BURNKIT - TRANSCRIPT
When we bring clients through, they get a really clear sense of how it is that we like to work and what it is like to work with us. It's a place where all things sort of click. I think that's kind of an interesting thing, considering we're in such a digitally oriented design firm, that physical spaces are still that important in terms of allowing people to understand an identity of a group of people, such as we are.
My name’s Dylan Staniul. I’m a partner and creative director here at Burnkit.
Burnkit’s always a place where we don't work internally in a competitive way, if you will, I mean people want to do well and win and fight for ideas that they believe in. But at the same time we have a policy here that everything is game in terms of anyone else grabbing or taking or improving upon anything in process.
So we encourage everything to get up to the crit wall as quickly as possible and not in some sort of like fully gestated state, but in terms of a few general concepts. Cause, very much of the time, there will be a suggestion that's just a word or a photo or a piece of type and that links onto something else for someone that's already thinking about it-the problem in a different way and it produces some really amazing results.
So I don't think that takes away anyone's, you know, takes away anyone's ownership but rather it sort of suggests that this is a place that we are incubating good things and we’re all part of how this comes out in the end.
In a way I think that is a good sign of a good mark or logo where it isn't literally saying anything much but allowing you to sort of put your own feelings into whatever that symbol is. Postmark doesn't mean anything in particular, but it appealed, you know, most likely because it didn't have a specific meaning so you could interpret it the way you wished. I think that sort of sense of nostalgia that the name had was appealing as well.

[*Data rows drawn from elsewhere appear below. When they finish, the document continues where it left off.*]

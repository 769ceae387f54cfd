//! Typed configuration for each source kind.
//!
//! These structs are deserialized straight out of the application config
//! file and passed to the adapter constructors.

use std::collections::HashMap;

use rust_decimal::Decimal;
use serde::Deserialize;

/// A Cosmos SDK network.
#[derive(Debug, Clone, Deserialize)]
pub struct CosmosNetwork {
    /// Chain-registry name, e.g. `"osmosis"`.
    pub name: String,
    /// Bech32 account prefix, e.g. `"osmo"`.
    pub prefix: String,
    /// Explicit REST endpoint. When absent the chain registry supplies
    /// candidates and the first responsive one is used.
    #[serde(default)]
    pub api: Option<String>,
}

/// Native token metadata for an EVM network.
#[derive(Debug, Clone, Deserialize)]
pub struct NativeToken {
    pub symbol: String,
    pub name: String,
    pub decimals: u32,
}

/// An EVM network with a JSON-RPC endpoint.
#[derive(Debug, Clone, Deserialize)]
pub struct EvmNetwork {
    pub name: String,
    pub rpc: String,
    pub chain_id: u64,
    pub native_token: NativeToken,
}

/// A Solana network with a JSON-RPC endpoint.
#[derive(Debug, Clone, Deserialize)]
pub struct SolanaNetwork {
    pub name: String,
    pub rpc: String,
}

/// The exchange connectors chainfolio knows how to speak to.
#[derive(Debug, Clone, Copy, PartialEq, Eq, Deserialize)]
#[serde(rename_all = "lowercase")]
pub enum ExchangeKind {
    Binance,
    Ascendex,
}

/// Credentials and connection details for one exchange account.
#[derive(Debug, Clone, Deserialize)]
pub struct ExchangeCredentials {
    /// Display name, used in the `"<name> (Exchange)"` source label.
    pub name: String,
    pub kind: ExchangeKind,
    pub api_key: String,
    pub api_secret: String,
    /// Connector-specific extras (e.g. `"testnet": "true"` for AscendEx).
    #[serde(default)]
    pub extra: HashMap<String, String>,
}

/// A literal balance held outside any queryable source.
#[derive(Debug, Clone, Deserialize)]
pub struct FixedBalance {
    pub token: String,
    pub amount: Decimal,
    /// Used as both source label and account, e.g. `"FixedBTC"`.
    pub label: String,
}

/// Local override for resolving a Cosmos denom to a display symbol.
///
/// Loaded from the optional IBC assets file and consulted before the
/// chain-registry asset list.
#[derive(Debug, Clone, Deserialize)]
pub struct DenomOverride {
    #[serde(rename = "type", default)]
    pub asset_type: String,
    pub denom: String,
    pub symbol: String,
    pub decimals: u32,
}
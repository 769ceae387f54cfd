//! Chainfolio Sources Crate
//!
//! This crate provides the balance-source layer for chainfolio: every
//! adapter that can turn a (network, account) pair into raw balance
//! observations, plus the shared services those adapters rely on.
//!
//! # Overview
//!
//! The sources crate supports:
//! - Cosmos SDK chains via their REST surface (bank, staking, rewards)
//! - EVM chains via JSON-RPC plus the Moralis token index
//! - Solana via JSON-RPC
//! - Exchange accounts via signed REST APIs (Binance, AscendEx)
//! - Literal fixed balances from configuration
//!
//! # Architecture
//!
//! ```text
//! +------------------+     +------------------+
//! |   QueryTarget    | --> |  BalanceSource   |  (one impl per source kind)
//! +------------------+     +------------------+
//!                                  |
//!                                  v
//!                          +------------------+
//!                          |  ChainRegistry   |  (shared metadata cache)
//!                          +------------------+
//!                                  |
//!                                  v
//!                          +------------------+
//!                          |   PriceTable     |  (frozen symbol -> USD)
//!                          +------------------+
//!                                  |
//!                                  v
//!                          +------------------+
//!                          |  BalanceRecord   |  (immutable observation)
//!                          +------------------+
//! ```
//!
//! # Core Types
//!
//! - [`BalanceRecord`] - One immutable balance observation
//! - [`BalanceSource`] - The adapter seam the collection engine consumes
//! - [`PriceTable`] - Write-once symbol -> unit-USD-price lookup
//! - [`ChainRegistry`] - Single-flight cache over the cosmos chain registry

pub mod errors;
pub mod models;
pub mod prices;
pub mod provider;
pub mod registry;
pub mod utils;

pub use errors::SourceError;
pub use models::{
    BalanceRecord, CosmosNetwork, DenomOverride, EvmNetwork, ExchangeCredentials, ExchangeKind,
    FixedBalance, NativeToken, QueryTarget, SolanaNetwork,
};
pub use prices::{fetch_prices, PriceTable};
pub use provider::cosmos::CosmosSource;
pub use provider::evm::EvmSource;
pub use provider::exchange::{connector_for, ExchangeBalance, ExchangeConnector, ExchangeSource};
pub use provider::fixed::FixedSource;
pub use provider::solana::SolanaSource;
pub use provider::BalanceSource;
pub use registry::ChainRegistry;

That kind of led us into the graphic identity itself so there is a bit of a sense of heritage in some of the typography that is used in terms of the wordmark itself. Especially in terms of a logo that we really like to take the typography and then add custom touches that give it its own uniqueness. But then also we paired it also with this symbol, this sort of chevron-y shape that kind of does pick up a little bit maybe on the Postmark concept, but very kind of stylized and graphic in the way that it's its own symbol.

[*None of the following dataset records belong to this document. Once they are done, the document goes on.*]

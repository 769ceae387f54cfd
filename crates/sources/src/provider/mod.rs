//! The balance-source seam.
//!
//! One [`BalanceSource`] implementation exists per source kind; the
//! collection engine treats them uniformly and never learns what protocol
//! sits behind the trait.

pub mod cosmos;
pub mod evm;
pub mod exchange;
pub mod fixed;
pub mod solana;

use async_trait::async_trait;

use crate::errors::SourceError;
use crate::models::{BalanceRecord, QueryTarget};

/// A source of balance observations.
///
/// Implementations own their per-call network timeouts; the engine wraps
/// queries in no additional timeout or cancellation. A query must never
/// panic: on failure it returns `Err`, the task logs it and contributes
/// zero records, and the batch proceeds.
#[async_trait]
pub trait BalanceSource: Send + Sync {
    /// Short label for logging, e.g. the network name.
    fn label(&self) -> &str;

    /// Queries the source for every balance the target holds there.
    async fn query(&self, target: &QueryTarget) -> Result<Vec<BalanceRecord>, SourceError>;
}
//! Solana JSON-RPC response structures.

use serde::Deserialize;

/// Response for `getBalance`: lamports under `result.value`.
#[derive(Debug, Deserialize)]
pub struct GetBalanceResponse {
    pub result: Option<BalanceResult>,
}

#[derive(Debug, Deserialize)]
pub struct BalanceResult {
    pub value: u64,
}

/// Response for `getTokenAccountsByOwner` with `jsonParsed` encoding.
#[derive(Debug, Deserialize)]
pub struct TokenAccountsResponse {
    pub result: Option<TokenAccountsResult>,
}

#[derive(Debug, Deserialize)]
pub struct TokenAccountsResult {
    #[serde(default)]
    pub value: Vec<TokenAccountEntry>,
}

#[derive(Debug, Deserialize)]
pub struct TokenAccountEntry {
    pub account: TokenAccount,
}

#[derive(Debug, Deserialize)]
pub struct TokenAccount {
    pub data: TokenAccountData,
}

#[derive(Debug, Deserialize)]
pub struct TokenAccountData {
    pub parsed: ParsedAccount,
}

#[derive(Debug, Deserialize)]
pub struct ParsedAccount {
    pub info: TokenInfo,
}

#[derive(Debug, Deserialize)]
pub struct TokenInfo {
    pub mint: String,
    #[serde(rename = "tokenAmount")]
    pub token_amount: TokenAmount,
}

#[derive(Debug, Deserialize)]
pub struct TokenAmount {
    pub amount: String,
    pub decimals: u32,
}
//! On-wire amount parsing and display formatting.

use std::str::FromStr;

use rust_decimal::Decimal;

use crate::errors::SourceError;

/// Parses an on-wire amount string and scales it down by `10^decimals`.
///
/// Sources report amounts in base units (`uatom`, lamports, token base
/// units); the record model carries human units. Scaling is exact: the
/// decimal exponent is added to the parsed value's scale rather than
/// dividing, so no rounding occurs.
pub fn parse_scaled_amount(raw: &str, decimals: u32) -> Result<Decimal, SourceError> {
    let parsed = Decimal::from_str(raw).map_err(|_| SourceError::InvalidAmount {
        value: raw.to_string(),
    })?;
    scale_down(parsed, decimals).ok_or_else(|| SourceError::InvalidAmount {
        value: raw.to_string(),
    })
}

/// Converts a hex-encoded wei quantity (`"0x..."`) to ether.
pub fn wei_to_ether(hex_wei: &str) -> Result<Decimal, SourceError> {
    let trimmed = hex_wei.trim_start_matches("0x");
    let wei = u128::from_str_radix(trimmed, 16).map_err(|_| SourceError::InvalidAmount {
        value: hex_wei.to_string(),
    })?;
    let value =
        Decimal::try_from_i128_with_scale(wei as i128, 0).map_err(|_| SourceError::InvalidAmount {
            value: hex_wei.to_string(),
        })?;
    scale_down(value, 18).ok_or_else(|| SourceError::InvalidAmount {
        value: hex_wei.to_string(),
    })
}

fn scale_down(value: Decimal, decimals: u32) -> Option<Decimal> {
    let mut scaled = value;
    scaled.set_scale(value.scale() + decimals).ok()?;
    Some(scaled.normalize())
}

/// Formats an amount for display with precision adapted to its size,
/// capped at the token's display decimals.
pub fn format_amount(amount: Decimal, decimals: u32) -> String {
    let precision = if amount >= Decimal::from(1000) {
        2
    } else if amount >= Decimal::ONE {
        4
    } else if amount > Decimal::ZERO {
        6
    } else {
        2
    };
    let precision = precision.min(decimals);
    format!("{:.*}", precision as usize, amount)
}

So the combination of those two pieces really created a nice contrast and so they weren't two things that you would typically kind of mate together, unless we went through the process that we did.
Working with Ballet BC has been amazing. Super contemporary ballet company. Their approach to their work is unabashedly modern I'd say they really aren't interested in tutus and appealing to nostalgia in a way that's going to compromise their vision, in terms of producing something that's like utterly contemporary.
The logo itself is one that breaks rules; there’s far too many components to it. It's not clear exactly what it is that it’s meant to describe, but there is a rhythm to it and there is a sense of space that’s left over that you, as the viewer, are going to need to fill. So there is an engagement there that I think mates well with their brand and that's why they gravitated toward it.
Then we took that and built a really, I would say, rigid, classic, modern, typography system for it to live within. The reason why that comes across and is expressive in its final form is because we knew it was going to be combined with these incredible athletic, physical, images of these dancers. So you get these two opposites almost and the tension they create is, you know, what people love about the brand. For the past three or four seasons now we’ve been evolving it as we go.
Everything that we are doing here is sort of propped up by these very very small kinds of assumptions that we all make about the value of these lines or pieces of typography that we are putting together in this form and so you need to have a lot of will power behind that, both internally and in terms of the client relationships.